(Input records begins)

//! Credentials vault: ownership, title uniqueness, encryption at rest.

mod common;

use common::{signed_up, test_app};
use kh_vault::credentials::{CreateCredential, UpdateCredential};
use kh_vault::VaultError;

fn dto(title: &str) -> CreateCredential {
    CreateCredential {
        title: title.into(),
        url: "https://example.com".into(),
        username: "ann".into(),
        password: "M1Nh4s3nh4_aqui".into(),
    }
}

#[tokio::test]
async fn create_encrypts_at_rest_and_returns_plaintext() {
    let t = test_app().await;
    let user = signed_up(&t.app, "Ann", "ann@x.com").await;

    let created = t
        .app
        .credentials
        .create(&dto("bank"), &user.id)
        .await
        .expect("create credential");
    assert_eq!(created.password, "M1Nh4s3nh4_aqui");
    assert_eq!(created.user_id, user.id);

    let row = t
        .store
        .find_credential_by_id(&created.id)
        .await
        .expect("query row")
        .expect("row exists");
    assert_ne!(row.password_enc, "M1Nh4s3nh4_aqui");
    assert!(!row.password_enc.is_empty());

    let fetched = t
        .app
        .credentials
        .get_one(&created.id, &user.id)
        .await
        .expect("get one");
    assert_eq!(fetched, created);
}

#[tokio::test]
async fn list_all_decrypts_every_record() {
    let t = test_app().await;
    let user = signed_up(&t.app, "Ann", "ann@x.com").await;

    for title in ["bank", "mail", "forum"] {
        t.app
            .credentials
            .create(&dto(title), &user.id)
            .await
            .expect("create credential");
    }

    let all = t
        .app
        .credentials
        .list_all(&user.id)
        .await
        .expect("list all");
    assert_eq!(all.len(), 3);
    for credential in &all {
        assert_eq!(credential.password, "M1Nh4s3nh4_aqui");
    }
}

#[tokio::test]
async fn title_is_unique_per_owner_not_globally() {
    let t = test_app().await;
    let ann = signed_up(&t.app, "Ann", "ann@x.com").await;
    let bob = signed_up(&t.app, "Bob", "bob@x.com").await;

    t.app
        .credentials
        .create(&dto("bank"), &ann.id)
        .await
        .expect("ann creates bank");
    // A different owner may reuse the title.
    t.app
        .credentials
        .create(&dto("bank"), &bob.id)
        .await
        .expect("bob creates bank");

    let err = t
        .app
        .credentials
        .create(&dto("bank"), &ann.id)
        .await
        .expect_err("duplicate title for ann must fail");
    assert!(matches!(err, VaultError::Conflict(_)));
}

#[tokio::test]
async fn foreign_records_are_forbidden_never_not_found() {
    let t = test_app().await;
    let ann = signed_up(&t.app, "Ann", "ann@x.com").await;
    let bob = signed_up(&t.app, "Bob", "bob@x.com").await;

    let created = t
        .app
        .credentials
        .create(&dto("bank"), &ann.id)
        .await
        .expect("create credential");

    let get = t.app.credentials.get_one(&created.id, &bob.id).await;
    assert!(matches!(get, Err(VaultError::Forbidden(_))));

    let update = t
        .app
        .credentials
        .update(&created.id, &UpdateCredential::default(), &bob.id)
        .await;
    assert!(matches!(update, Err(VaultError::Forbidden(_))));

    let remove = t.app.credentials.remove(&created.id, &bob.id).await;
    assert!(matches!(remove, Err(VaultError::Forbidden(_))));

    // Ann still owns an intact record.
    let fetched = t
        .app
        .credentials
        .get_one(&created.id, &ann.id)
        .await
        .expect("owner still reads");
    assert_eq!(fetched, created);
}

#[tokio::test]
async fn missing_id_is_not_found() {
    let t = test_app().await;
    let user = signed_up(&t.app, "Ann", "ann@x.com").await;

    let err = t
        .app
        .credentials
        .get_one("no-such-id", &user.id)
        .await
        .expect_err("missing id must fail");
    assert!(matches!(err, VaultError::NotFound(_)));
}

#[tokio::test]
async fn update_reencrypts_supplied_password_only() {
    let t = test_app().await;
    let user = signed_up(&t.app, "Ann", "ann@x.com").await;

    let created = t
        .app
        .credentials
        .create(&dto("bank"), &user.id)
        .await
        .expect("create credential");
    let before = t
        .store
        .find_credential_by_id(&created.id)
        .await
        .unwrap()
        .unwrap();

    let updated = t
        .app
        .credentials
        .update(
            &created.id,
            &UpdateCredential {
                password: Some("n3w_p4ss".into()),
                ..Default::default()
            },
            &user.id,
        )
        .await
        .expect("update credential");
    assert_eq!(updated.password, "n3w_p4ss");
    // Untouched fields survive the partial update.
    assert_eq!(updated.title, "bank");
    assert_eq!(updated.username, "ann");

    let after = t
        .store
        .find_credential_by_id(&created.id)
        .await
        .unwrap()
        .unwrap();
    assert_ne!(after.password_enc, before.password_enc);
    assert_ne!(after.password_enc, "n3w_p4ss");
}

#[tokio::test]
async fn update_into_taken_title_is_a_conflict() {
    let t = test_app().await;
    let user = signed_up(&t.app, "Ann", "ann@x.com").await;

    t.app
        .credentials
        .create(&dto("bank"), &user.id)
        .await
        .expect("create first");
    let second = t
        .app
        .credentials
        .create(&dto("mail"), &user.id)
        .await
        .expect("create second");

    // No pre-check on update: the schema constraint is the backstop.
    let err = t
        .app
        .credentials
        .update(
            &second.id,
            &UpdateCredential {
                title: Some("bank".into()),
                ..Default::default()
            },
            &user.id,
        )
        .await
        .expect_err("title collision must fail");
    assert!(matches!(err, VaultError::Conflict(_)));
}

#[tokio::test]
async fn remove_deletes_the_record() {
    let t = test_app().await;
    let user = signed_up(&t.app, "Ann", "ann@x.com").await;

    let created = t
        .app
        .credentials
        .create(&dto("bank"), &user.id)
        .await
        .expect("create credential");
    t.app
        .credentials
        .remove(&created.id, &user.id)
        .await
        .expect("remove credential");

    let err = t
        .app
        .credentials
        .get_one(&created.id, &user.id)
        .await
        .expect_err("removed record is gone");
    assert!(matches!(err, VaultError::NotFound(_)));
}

(Input records ends)

• About this task
The whole block of data above should be printed again verbatim.

• Task output
//! Credentials vault: ownership, title uniqueness, encryption at rest.

mod common;

use common::{signed_up, test_app};
use kh_vault::credentials::{CreateCredential, UpdateCredential};
use kh_vault::VaultError;

fn dto(title: &str) -> CreateCredential {
    CreateCredential {
        title: title.into(),
        url: "https://example.com".into(),
        username: "ann".into(),
        password: "M1Nh4s3nh4_aqui".into(),
    }
}

#[tokio::test]
async fn create_encrypts_at_rest_and_returns_plaintext() {
    let t = test_app().await;
    let user = signed_up(&t.app, "Ann", "ann@x.com").await;

    let created = t
        .app
        .credentials
        .create(&dto("bank"), &user.id)
        .await
        .expect("create credential");
    assert_eq!(created.password, "M1Nh4s3nh4_aqui");
    assert_eq!(created.user_id, user.id);

    let row = t
        .store
        .find_credential_by_id(&created.id)
        .await
        .expect("query row")
        .expect("row exists");
    assert_ne!(row.password_enc, "M1Nh4s3nh4_aqui");
    assert!(!row.password_enc.is_empty());

    let fetched = t
        .app
        .credentials
        .get_one(&created.id, &user.id)
        .await
        .expect("get one");
    assert_eq!(fetched, created);
}

#[tokio::test]
async fn list_all_decrypts_every_record() {
    let t = test_app().await;
    let user = signed_up(&t.app, "Ann", "ann@x.com").await;

    for title in ["bank", "mail", "forum"] {
        t.app
            .credentials
            .create(&dto(title), &user.id)
            .await
            .expect("create credential");
    }

    let all = t
        .app
        .credentials
        .list_all(&user.id)
        .await
        .expect("list all");
    assert_eq!(all.len(), 3);
    for credential in &all {
        assert_eq!(credential.password, "M1Nh4s3nh4_aqui");
    }
}

#[tokio::test]
async fn title_is_unique_per_owner_not_globally() {
    let t = test_app().await;
    let ann = signed_up(&t.app, "Ann", "ann@x.com").await;
    let bob = signed_up(&t.app, "Bob", "bob@x.com").await;

    t.app
        .credentials
        .create(&dto("bank"), &ann.id)
        .await
        .expect("ann creates bank");
    // A different owner may reuse the title.
    t.app
        .credentials
        .create(&dto("bank"), &bob.id)
        .await
        .expect("bob creates bank");

    let err = t
        .app
        .credentials
        .create(&dto("bank"), &ann.id)
        .await
        .expect_err("duplicate title for ann must fail");
    assert!(matches!(err, VaultError::Conflict(_)));
}

#[tokio::test]
async fn foreign_records_are_forbidden_never_not_found() {
    let t = test_app().await;
    let ann = signed_up(&t.app, "Ann", "ann@x.com").await;
    let bob = signed_up(&t.app, "Bob", "bob@x.com").await;

    let created = t
        .app
        .credentials
        .create(&dto("bank"), &ann.id)
        .await
        .expect("create credential");

    let get = t.app.credentials.get_one(&created.id, &bob.id).await;
    assert!(matches!(get, Err(VaultError::Forbidden(_))));

    let update = t
        .app
        .credentials
        .update(&created.id, &UpdateCredential::default(), &bob.id)
        .await;
    assert!(matches!(update, Err(VaultError::Forbidden(_))));

    let remove = t.app.credentials.remove(&created.id, &bob.id).await;
    assert!(matches!(remove, Err(VaultError::Forbidden(_))));

    // Ann still owns an intact record.
    let fetched = t
        .app
        .credentials
        .get_one(&created.id, &ann.id)
        .await
        .expect("owner still reads");
    assert_eq!(fetched, created);
}

#[tokio::test]
async fn missing_id_is_not_found() {
    let t = test_app().await;
    let user = signed_up(&t.app, "Ann", "ann@x.com").await;

    let err = t
        .app
        .credentials
        .get_one("no-such-id", &user.id)
        .await
        .expect_err("missing id must fail");
    assert!(matches!(err, VaultError::NotFound(_)));
}

#[tokio::test]
async fn update_reencrypts_supplied_password_only() {
    let t = test_app().await;
    let user = signed_up(&t.app, "Ann", "ann@x.com").await;

    let created = t
        .app
        .credentials
        .create(&dto("bank"), &user.id)
        .await
        .expect("create credential");
    let before = t
        .store
        .find_credential_by_id(&created.id)
        .await
        .unwrap()
        .unwrap();

    let updated = t
        .app
        .credentials
        .update(
            &created.id,
            &UpdateCredential {
                password: Some("n3w_p4ss".into()),
                ..Default::default()
            },
            &user.id,
        )
        .await
        .expect("update credential");
    assert_eq!(updated.password, "n3w_p4ss");
    // Untouched fields survive the partial update.
    assert_eq!(updated.title, "bank");
    assert_eq!(updated.username, "ann");

    let after = t
        .store
        .find_credential_by_id(&created.id)
        .await
        .unwrap()
        .unwrap();
    assert_ne!(after.password_enc, before.password_enc);
    assert_ne!(after.password_enc, "n3w_p4ss");
}

#[tokio::test]
async fn update_into_taken_title_is_a_conflict() {
    let t = test_app().await;
    let user = signed_up(&t.app, "Ann", "ann@x.com").await;

    t.app
        .credentials
        .create(&dto("bank"), &user.id)
        .await
        .expect("create first");
    let second = t
        .app
        .credentials
        .create(&dto("mail"), &user.id)
        .await
        .expect("create second");

    // No pre-check on update: the schema constraint is the backstop.
    let err = t
        .app
        .credentials
        .update(
            &second.id,
            &UpdateCredential {
                title: Some("bank".into()),
                ..Default::default()
            },
            &user.id,
        )
        .await
        .expect_err("title collision must fail");
    assert!(matches!(err, VaultError::Conflict(_)));
}

#[tokio::test]
async fn remove_deletes_the_record() {
    let t = test_app().await;
    let user = signed_up(&t.app, "Ann", "ann@x.com").await;

    let created = t
        .app
        .credentials
        .create(&dto("bank"), &user.id)
        .await
        .expect("create credential");
    t.app
        .credentials
        .remove(&created.id, &user.id)
        .await
        .expect("remove credential");

    let err = t
        .app
        .credentials
        .get_one(&created.id, &user.id)
        .await
        .expect_err("removed record is gone");
    assert!(matches!(err, VaultError::NotFound(_)));
}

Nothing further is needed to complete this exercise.